START Available data
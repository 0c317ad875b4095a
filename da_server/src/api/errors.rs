//! Mapping of duel errors onto HTTP responses.

use axum::{
    Json,
    http::StatusCode,
    response::{IntoResponse, Response},
};
use duel_arena::DuelError;
use duel_arena::records::RecordError;
use serde::{Deserialize, Serialize};

/// JSON body of every error response
#[derive(Debug, Serialize, Deserialize)]
pub struct ErrorResponse {
    /// Stable machine-readable kind, e.g. `not_your_turn`
    pub error: String,
    /// Human-readable explanation, safe to show to users
    pub message: String,
}

/// Rejected request
#[derive(Debug)]
pub enum ApiError {
    Duel(DuelError),
    /// Lookup with no result outside the duel lifecycle
    NotFound(&'static str),
}

impl ApiError {
    pub fn status(&self) -> StatusCode {
        match self {
            ApiError::Duel(e) => status_for(e),
            ApiError::NotFound(_) => StatusCode::NOT_FOUND,
        }
    }
}

impl From<DuelError> for ApiError {
    fn from(err: DuelError) -> Self {
        ApiError::Duel(err)
    }
}

impl From<RecordError> for ApiError {
    fn from(err: RecordError) -> Self {
        ApiError::Duel(DuelError::Persistence(err))
    }
}

/// HTTP status for a duel error
pub fn status_for(err: &DuelError) -> StatusCode {
    match err {
        DuelError::AlreadyInDuel(_)
        | DuelError::NotYourTurn
        | DuelError::CellOccupied(_)
        | DuelError::GameOver
        | DuelError::DealerAlreadyAssigned
        | DuelError::DuelNotReady(_)
        | DuelError::InvalidPhase { .. } => StatusCode::CONFLICT,
        DuelError::Unauthorized(_) => StatusCode::FORBIDDEN,
        DuelError::DuelNotFound => StatusCode::NOT_FOUND,
        DuelError::CannotJoinOwnDuel | DuelError::InvalidIndex(_) | DuelError::InvalidStake(_) => {
            StatusCode::UNPROCESSABLE_ENTITY
        }
        DuelError::Persistence(_) => StatusCode::INTERNAL_SERVER_ERROR,
        DuelError::ServiceUnavailable => StatusCode::SERVICE_UNAVAILABLE,
    }
}

impl IntoResponse for ApiError {
    fn into_response(self) -> Response {
        let status = self.status();
        let body = match self {
            ApiError::Duel(e) => {
                if let DuelError::Persistence(inner) = &e {
                    tracing::error!("Match history error: {}", inner);
                }
                ErrorResponse {
                    error: e.kind().to_string(),
                    message: e.client_message(),
                }
            }
            ApiError::NotFound(message) => ErrorResponse {
                error: "not_found".to_string(),
                message: message.to_string(),
            },
        };
        (status, Json(body)).into_response()
    }
}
END Available data
=== What is needed ===
Give the material above again in its entirety, exactly as it appears.

=== Completed exercise ===
repository 0c317ad875b4095a
filename da_server/src/api/errors.rs
//! Mapping of duel errors onto HTTP responses.

use axum::{
    Json,
    http::StatusCode,
    response::{IntoResponse, Response},
};
use duel_arena::DuelError;
use duel_arena::records::RecordError;
use serde::{Deserialize, Serialize};

/// JSON body of every error response
#[derive(Debug, Serialize, Deserialize)]
pub struct ErrorResponse {
    /// Stable machine-readable kind, e.g. `not_your_turn`
    pub error: String,
    /// Human-readable explanation, safe to show to users
    pub message: String,
}

/// Rejected request
#[derive(Debug)]
pub enum ApiError {
    Duel(DuelError),
    /// Lookup with no result outside the duel lifecycle
    NotFound(&'static str),
}

impl ApiError {
    pub fn status(&self) -> StatusCode {
        match self {
            ApiError::Duel(e) => status_for(e),
            ApiError::NotFound(_) => StatusCode::NOT_FOUND,
        }
    }
}

impl From<DuelError> for ApiError {
    fn from(err: DuelError) -> Self {
        ApiError::Duel(err)
    }
}

impl From<RecordError> for ApiError {
    fn from(err: RecordError) -> Self {
        ApiError::Duel(DuelError::Persistence(err))
    }
}

/// HTTP status for a duel error
pub fn status_for(err: &DuelError) -> StatusCode {
    match err {
        DuelError::AlreadyInDuel(_)
        | DuelError::NotYourTurn
        | DuelError::CellOccupied(_)
        | DuelError::GameOver
        | DuelError::DealerAlreadyAssigned
        | DuelError::DuelNotReady(_)
        | DuelError::InvalidPhase { .. } => StatusCode::CONFLICT,
        DuelError::Unauthorized(_) => StatusCode::FORBIDDEN,
        DuelError::DuelNotFound => StatusCode::NOT_FOUND,
        DuelError::CannotJoinOwnDuel | DuelError::InvalidIndex(_) | DuelError::InvalidStake(_) => {
            StatusCode::UNPROCESSABLE_ENTITY
        }
        DuelError::Persistence(_) => StatusCode::INTERNAL_SERVER_ERROR,
        DuelError::ServiceUnavailable => StatusCode::SERVICE_UNAVAILABLE,
    }
}

impl IntoResponse for ApiError {
    fn into_response(self) -> Response {
        let status = self.status();
        let body = match self {
            ApiError::Duel(e) => {
                if let DuelError::Persistence(inner) = &e {
                    tracing::error!("Match history error: {}", inner);
                }
                ErrorResponse {
                    error: e.kind().to_string(),
                    message: e.client_message(),
                }
            }
            ApiError::NotFound(message) => ErrorResponse {
                error: "not_found".to_string(),
                message: message.to_string(),
            },
        };
        (status, Json(body)).into_response()
    }
}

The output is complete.